WHAT YOU WILL DO - Looking at the records below, say how many lines contain "super". Nothing else belongs in the answer.

[Extracted data entries]
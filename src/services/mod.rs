pub mod auth_service;
pub mod cart_service;
pub mod category_service;
pub mod notification_service;
pub mod order_service;
pub mod product_service;
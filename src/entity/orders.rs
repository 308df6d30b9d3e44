use sea_orm::entity::prelude::*;

#[derive(Clone, Debug, PartialEq, DeriveEntityModel)]
#[sea_orm(table_name = "orders")]
pub struct Model {
    #[sea_orm(primary_key)]
    pub id: Uuid,
    pub order_number: Uuid,
    pub user_id: Uuid,
    pub status: String,
    pub payment_method: String,
    pub total_amount: i64,
    pub shipping_address: String,
    pub phone: String,
    pub notes: String,
    pub email_sent: bool,
    pub created_at: DateTimeWithTimeZone,
    pub updated_at: DateTimeWithTimeZone,
}

#[derive(Copy, Clone, Debug, EnumIter, DeriveRelation)]
pub enum Relation {
    #[sea_orm(
        belongs_to = "super::users::Entity",
        from = "Column::UserId",
        to = "super::users::Column::Id"
    )]
    Users,
    #[sea_orm(has_many = "super::order_items::Entity")]
    OrderItems,
}

impl Related<super::users::Entity> for Entity {
    fn to() -> RelationDef {
        Relation::Users.def()
    }
}

impl Related<super::order_items::Entity> for Entity {
    fn to() -> RelationDef {
        Relation::OrderItems.def()
    }
}

impl ActiveModelBehavior for ActiveModel {}
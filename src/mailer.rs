use serde::Serialize;
use std::sync::atomic::{AtomicU32, Ordering};
use std::sync::{Arc, Mutex};
use thiserror::Error;

#[derive(Debug, Clone, Serialize)]
pub struct EmailMessage {
    pub to: String,
    pub subject: String,
    pub body: String,
}

#[derive(Debug, Error)]
pub enum MailError {
    #[error("mail gateway rejected message: {0}")]
    Gateway(String),

    #[error("mail transport error")]
    Transport(#[from] reqwest::Error),
}

/// Outbound mail transport.
///
/// `Http` posts to a JSON mail gateway, `Log` writes the message to the log
/// (the default when no gateway is configured), `Memory` records messages for
/// tests and can simulate transient failures.
#[derive(Clone)]
pub enum Mailer {
    Http(HttpMailer),
    Log,
    Memory(MemoryMailer),
}

impl Mailer {
    pub async fn send(&self, from: &str, email: &EmailMessage) -> Result<(), MailError> {
        match self {
            Mailer::Http(mailer) => mailer.send(from, email).await,
            Mailer::Log => {
                tracing::info!(to = %email.to, subject = %email.subject, "email (log transport)");
                Ok(())
            }
            Mailer::Memory(mailer) => mailer.send(email),
        }
    }
}

#[derive(Clone)]
pub struct HttpMailer {
    client: reqwest::Client,
    endpoint: String,
}

#[derive(Serialize)]
struct GatewayPayload<'a> {
    from: &'a str,
    to: &'a str,
    subject: &'a str,
    text: &'a str,
}

impl HttpMailer {
    pub fn new(endpoint: impl Into<String>) -> Self {
        Self {
            client: reqwest::Client::new(),
            endpoint: endpoint.into(),
        }
    }

    async fn send(&self, from: &str, email: &EmailMessage) -> Result<(), MailError> {
        let payload = GatewayPayload {
            from,
            to: &email.to,
            subject: &email.subject,
            text: &email.body,
        };
        let response = self
            .client
            .post(&self.endpoint)
            .json(&payload)
            .send()
            .await?;
        if !response.status().is_success() {
            return Err(MailError::Gateway(format!("status {}", response.status())));
        }
        Ok(())
    }
}

#[derive(Clone, Default)]
pub struct MemoryMailer {
    sent: Arc<Mutex<Vec<EmailMessage>>>,
    fail_remaining: Arc<AtomicU32>,
}

impl MemoryMailer {
    pub fn new() -> Self {
        Self::default()
    }

    /// A transport that fails the first `times` sends, then succeeds.
    pub fn failing(times: u32) -> Self {
        let mailer = Self::default();
        mailer.fail_remaining.store(times, Ordering::SeqCst);
        mailer
    }

    fn send(&self, email: &EmailMessage) -> Result<(), MailError> {
        let remaining = self.fail_remaining.load(Ordering::SeqCst);
        if remaining > 0 {
            self.fail_remaining.store(remaining - 1, Ordering::SeqCst);
            return Err(MailError::Gateway("simulated failure".to_string()));
        }
        self.sent
            .lock()
            .unwrap_or_else(|e| e.into_inner())
            .push(email.clone());
        Ok(())
    }

    pub fn sent(&self) -> Vec<EmailMessage> {
        self.sent.lock().unwrap_or_else(|e| e.into_inner()).clone()
    }
}

#[cfg(test)]
mod tests {
    use super::*;

    #[tokio::test]
    async fn memory_mailer_records_messages() {
        let memory = MemoryMailer::new();
        let mailer = Mailer::Memory(memory.clone());
        let email = EmailMessage {
            to: "user@example.com".into(),
            subject: "hello".into(),
            body: "body".into(),
        };
        mailer.send("shop@example.com", &email).await.unwrap();
        let sent = memory.sent();
        assert_eq!(sent.len(), 1);
        assert_eq!(sent[0].subject, "hello");
    }

    #[tokio::test]
    async fn failing_mailer_recovers_after_configured_failures() {
        let memory = MemoryMailer::failing(2);
        let mailer = Mailer::Memory(memory.clone());
        let email = EmailMessage {
            to: "user@example.com".into(),
            subject: "s".into(),
            body: "b".into(),
        };
        assert!(mailer.send("from@example.com", &email).await.is_err());
        assert!(mailer.send("from@example.com", &email).await.is_err());
        assert!(mailer.send("from@example.com", &email).await.is_ok());
        assert_eq!(memory.sent().len(), 1);
    }
}
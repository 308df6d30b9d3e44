use axum_storefront_api::{
    cache::Cache,
    db::{create_orm_conn, create_pool, run_migrations},
    dto::{
        cart::{AddItemRequest, UpdateItemRequest},
        orders::{CreateOrderRequest, UpdateOrderStatusRequest},
        products::UpdateProductRequest,
    },
    entity::{
        categories::ActiveModel as CategoryActive, products::ActiveModel as ProductActive,
        users::ActiveModel as UserActive,
    },
    error::AppError,
    mailer::{Mailer, MemoryMailer},
    middleware::auth::AuthUser,
    routes::params::{Pagination, ProductQuery},
    services::{
        cart_service,
        notification_service::{Notifier, NotifyConfig},
        order_service, product_service,
    },
    state::AppState,
};
use sea_orm::ActiveValue::NotSet;
use sea_orm::{ActiveModelTrait, ConnectionTrait, Set, Statement};
use std::time::Duration;
use uuid::Uuid;

// Integration flow: cart -> order with snapshots, stock decrement, owner-only
// status updates and soft-delete visibility.
#[tokio::test]
async fn cart_checkout_and_status_flow() -> anyhow::Result<()> {
    // Allow skipping when no DB is configured in the environment.
    let database_url =
        match std::env::var("TEST_DATABASE_URL").or_else(|_| std::env::var("DATABASE_URL")) {
            Ok(url) => url,
            Err(_) => {
                eprintln!(
                    "Skipping test: set TEST_DATABASE_URL or DATABASE_URL to run integration flow tests."
                );
                return Ok(());
            }
        };

    let (state, mailbox) = setup_state(&database_url).await?;

    let customer_id = create_user(&state, "customer", "buyer", "buyer@example.com").await?;
    let bystander_id = create_user(&state, "customer", "bystander", "bystander@example.com").await?;
    let owner_id = create_user(&state, "owner", "storeowner", "owner@example.com").await?;

    let category_id = create_category(&state, "Mugs", "mugs").await?;
    let product = ProductActive {
        id: Set(Uuid::new_v4()),
        category_id: Set(category_id),
        name: Set("Ferris Mug".into()),
        slug: Set("ferris-mug".into()),
        description: Set("Coffee tastes better with Ferris".into()),
        price: Set(1000),
        stock: Set(10),
        is_active: Set(true),
        featured: Set(false),
        created_by: Set(Some(owner_id)),
        created_at: NotSet,
        updated_at: NotSet,
    }
    .insert(&state.orm)
    .await?;

    let customer = AuthUser {
        user_id: customer_id,
        role: "customer".into(),
    };
    let bystander = AuthUser {
        user_id: bystander_id,
        role: "customer".into(),
    };
    let owner = AuthUser {
        user_id: owner_id,
        role: "owner".into(),
    };

    // Add to cart, then try to merge past the available stock.
    cart_service::add_item(
        &state,
        &customer,
        AddItemRequest {
            product_id: product.id,
            quantity: 2,
        },
    )
    .await?;

    let over_stock = cart_service::add_item(
        &state,
        &customer,
        AddItemRequest {
            product_id: product.id,
            quantity: 9,
        },
    )
    .await;
    assert!(matches!(over_stock, Err(AppError::BadRequest(_))));

    // Setting a quantity above stock is also rejected; a valid set sticks.
    let cart = cart_service::get_cart(&state, &customer).await?.data.unwrap();
    let line_id = cart.items[0].id;
    let too_many = cart_service::update_item(
        &state,
        &customer,
        line_id,
        UpdateItemRequest { quantity: 11 },
    )
    .await;
    assert!(matches!(too_many, Err(AppError::BadRequest(_))));
    cart_service::update_item(&state, &customer, line_id, UpdateItemRequest { quantity: 3 })
        .await?;

    // An empty cart cannot be ordered.
    let empty = order_service::create_order(&state, &bystander, order_request()).await;
    assert!(matches!(empty, Err(AppError::BadRequest(_))));

    // Place the order.
    let placed = order_service::create_order(&state, &customer, order_request())
        .await?
        .data
        .unwrap();
    assert_eq!(placed.order.status, "pending");
    assert_eq!(placed.order.total_amount, 3000);
    assert_eq!(placed.items.len(), 1);
    assert_eq!(placed.items[0].product_name, "Ferris Mug");
    assert_eq!(placed.items[0].subtotal, 3000);

    // Cart is emptied and stock decremented by exactly the ordered quantity.
    let cart = cart_service::get_cart(&state, &customer).await?.data.unwrap();
    assert!(cart.items.is_empty());
    let restocked = product_service::get_product(&state, Some(&owner), product.id)
        .await?
        .data
        .unwrap();
    assert_eq!(restocked.stock, 7);

    // Later product edits leave the snapshots untouched.
    product_service::update_product(
        &state,
        &owner,
        product.id,
        UpdateProductRequest {
            category_id: None,
            name: Some("Crab Cup".into()),
            slug: None,
            description: None,
            price: Some(9999),
            stock: None,
            is_active: None,
            featured: None,
        },
    )
    .await?;
    let reread = order_service::get_order(&state, &customer, placed.order.id)
        .await?
        .data
        .unwrap();
    assert_eq!(reread.items[0].product_name, "Ferris Mug");
    assert_eq!(reread.items[0].price, 1000);
    assert_eq!(reread.items[0].subtotal, 3000);

    // Status updates are owner-only and unordered.
    let forbidden = order_service::update_status(
        &state,
        &customer,
        placed.order.id,
        UpdateOrderStatusRequest {
            status: "shipped".into(),
        },
    )
    .await;
    assert!(matches!(forbidden, Err(AppError::Forbidden)));

    let shipped = order_service::update_status(
        &state,
        &owner,
        placed.order.id,
        UpdateOrderStatusRequest {
            status: "delivered".into(),
        },
    )
    .await?
    .data
    .unwrap();
    assert_eq!(shipped.status, "delivered");

    let rewound = order_service::update_status(
        &state,
        &owner,
        placed.order.id,
        UpdateOrderStatusRequest {
            status: "pending".into(),
        },
    )
    .await?
    .data
    .unwrap();
    assert_eq!(rewound.status, "pending");

    let bogus = order_service::update_status(
        &state,
        &owner,
        placed.order.id,
        UpdateOrderStatusRequest {
            status: "teleported".into(),
        },
    )
    .await;
    assert!(matches!(bogus, Err(AppError::BadRequest(_))));

    // Soft delete hides the product from the public but not from owners.
    product_service::delete_product(&state, &owner, product.id).await?;
    let public = product_service::get_product(&state, None, product.id).await;
    assert!(matches!(public, Err(AppError::NotFound)));
    let for_owner = product_service::get_product(&state, Some(&owner), product.id)
        .await?
        .data
        .unwrap();
    assert!(!for_owner.is_active);

    let public_list = product_service::list_products(&state, None, product_query())
        .await?
        .data
        .unwrap();
    assert!(public_list.items.iter().all(|p| p.id != product.id));
    let owner_list = product_service::list_products(&state, Some(&owner), product_query())
        .await?
        .data
        .unwrap();
    assert!(owner_list.items.iter().any(|p| p.id == product.id));

    // The background worker delivers the confirmation email.
    let mut confirmation_seen = false;
    for _ in 0..100 {
        if mailbox
            .sent()
            .iter()
            .any(|m| m.subject.starts_with("Order Confirmation"))
        {
            confirmation_seen = true;
            break;
        }
        tokio::time::sleep(Duration::from_millis(10)).await;
    }
    assert!(confirmation_seen, "expected an order confirmation email");

    Ok(())
}

fn order_request() -> CreateOrderRequest {
    CreateOrderRequest {
        payment_method: "cod".into(),
        shipping_address: "1 Crab Lane".into(),
        phone: "+4915112345678".into(),
        notes: None,
    }
}

fn product_query() -> ProductQuery {
    ProductQuery {
        pagination: Pagination {
            page: Some(1),
            per_page: Some(50),
        },
        q: None,
        category: None,
        min_price: None,
        max_price: None,
        in_stock: None,
        featured: None,
        sort_by: None,
        sort_order: None,
    }
}

async fn setup_state(database_url: &str) -> anyhow::Result<(AppState, MemoryMailer)> {
    let pool = create_pool(database_url).await?;
    let orm = create_orm_conn(database_url).await?;
    run_migrations(&orm).await?;

    // Clean tables between runs
    let backend = orm.get_database_backend();
    orm.execute(Statement::from_string(
        backend,
        "TRUNCATE TABLE order_items, orders, cart_items, carts, audit_logs, products, categories, users RESTART IDENTITY CASCADE",
    ))
    .await?;

    let mailbox = MemoryMailer::new();
    let notifier = Notifier::spawn(
        orm.clone(),
        Mailer::Memory(mailbox.clone()),
        NotifyConfig {
            mail_from: "orders@storefront.test".into(),
            max_attempts: 3,
            retry_base: Duration::from_millis(1),
        },
    );

    Ok((
        AppState {
            pool,
            orm,
            cache: Cache::new(),
            notifier,
        },
        mailbox,
    ))
}

async fn create_user(
    state: &AppState,
    role: &str,
    username: &str,
    email: &str,
) -> anyhow::Result<Uuid> {
    let user = UserActive {
        id: Set(Uuid::new_v4()),
        username: Set(username.to_string()),
        email: Set(email.to_string()),
        password_hash: Set("dummy".into()),
        role: Set(role.into()),
        phone: Set(String::new()),
        address: Set(String::new()),
        is_verified: Set(false),
        created_at: NotSet,
        updated_at: NotSet,
    }
    .insert(&state.orm)
    .await?;

    Ok(user.id)
}

async fn create_category(state: &AppState, name: &str, slug: &str) -> anyhow::Result<Uuid> {
    let category = CategoryActive {
        id: Set(Uuid::new_v4()),
        name: Set(name.to_string()),
        slug: Set(slug.to_string()),
        description: Set(String::new()),
        is_active: Set(true),
        created_at: NotSet,
        updated_at: NotSet,
    }
    .insert(&state.orm)
    .await?;

    Ok(category.id)
}
use axum_storefront_api::{
    config::AppConfig,
    db::{create_orm_conn, create_pool, run_migrations},
    services::auth_service::hash_password,
};
use uuid::Uuid;

#[tokio::main]
async fn main() -> anyhow::Result<()> {
    dotenvy::dotenv().ok();
    let config = AppConfig::from_env()?;

    let orm = create_orm_conn(&config.database_url).await?;
    run_migrations(&orm).await?;

    let pool = create_pool(&config.database_url).await?;

    let owner_id = ensure_user(&pool, "storeowner", "owner@example.com", "owner123!", "owner").await?;
    let customer_id =
        ensure_user(&pool, "ferris", "ferris@example.com", "customer123!", "customer").await?;
    seed_catalog(&pool).await?;

    println!("Seed completed. Owner ID: {owner_id}, Customer ID: {customer_id}");
    Ok(())
}

async fn ensure_user(
    pool: &sqlx::PgPool,
    username: &str,
    email: &str,
    password: &str,
    role: &str,
) -> anyhow::Result<Uuid> {
    let password_hash = hash_password(password).map_err(|e| anyhow::anyhow!(e.to_string()))?;

    let row: (Uuid,) = sqlx::query_as(
        r#"
        INSERT INTO users (id, username, email, password_hash, role)
        VALUES ($1, $2, $3, $4, $5)
        ON CONFLICT (email) DO UPDATE SET role = EXCLUDED.role
        RETURNING id
        "#,
    )
    .bind(Uuid::new_v4())
    .bind(username)
    .bind(email)
    .bind(password_hash)
    .bind(role)
    .fetch_one(pool)
    .await?;

    println!("Ensured user {email} (role={role})");
    Ok(row.0)
}

async fn seed_catalog(pool: &sqlx::PgPool) -> anyhow::Result<()> {
    let categories = vec![
        ("Apparel", "apparel", "Things to wear"),
        ("Mugs", "mugs", "Things to drink from"),
        ("Stickers", "stickers", "Things to stick"),
    ];

    for (name, slug, description) in categories {
        sqlx::query(
            r#"
            INSERT INTO categories (id, name, slug, description)
            VALUES ($1, $2, $3, $4)
            ON CONFLICT (name) DO NOTHING
            "#,
        )
        .bind(Uuid::new_v4())
        .bind(name)
        .bind(slug)
        .bind(description)
        .execute(pool)
        .await?;
    }

    let products = vec![
        ("apparel", "Axum Hoodie", "axum-hoodie", "Warm hoodie for Rustaceans", 550000_i64, 50, true),
        ("mugs", "Ferris Mug", "ferris-mug", "Coffee tastes better with Ferris", 120000, 100, true),
        ("stickers", "Rust Sticker Pack", "rust-sticker-pack", "Decorate your laptop", 50000, 200, false),
        ("apparel", "Borrow Checker Tee", "borrow-checker-tee", "One owner at a time", 250000, 75, false),
    ];

    for (category_slug, name, slug, description, price, stock, featured) in products {
        sqlx::query(
            r#"
            INSERT INTO products (id, category_id, name, slug, description, price, stock, featured)
            SELECT $1, c.id, $2, $3, $4, $5, $6, $7
            FROM categories c
            WHERE c.slug = $8
            ON CONFLICT (slug) DO NOTHING
            "#,
        )
        .bind(Uuid::new_v4())
        .bind(name)
        .bind(slug)
        .bind(description)
        .bind(price)
        .bind(stock)
        .bind(featured)
        .bind(category_slug)
        .execute(pool)
        .await?;
    }

    println!("Seeded catalog");
    Ok(())
}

EXERCISE SOLUTION - 6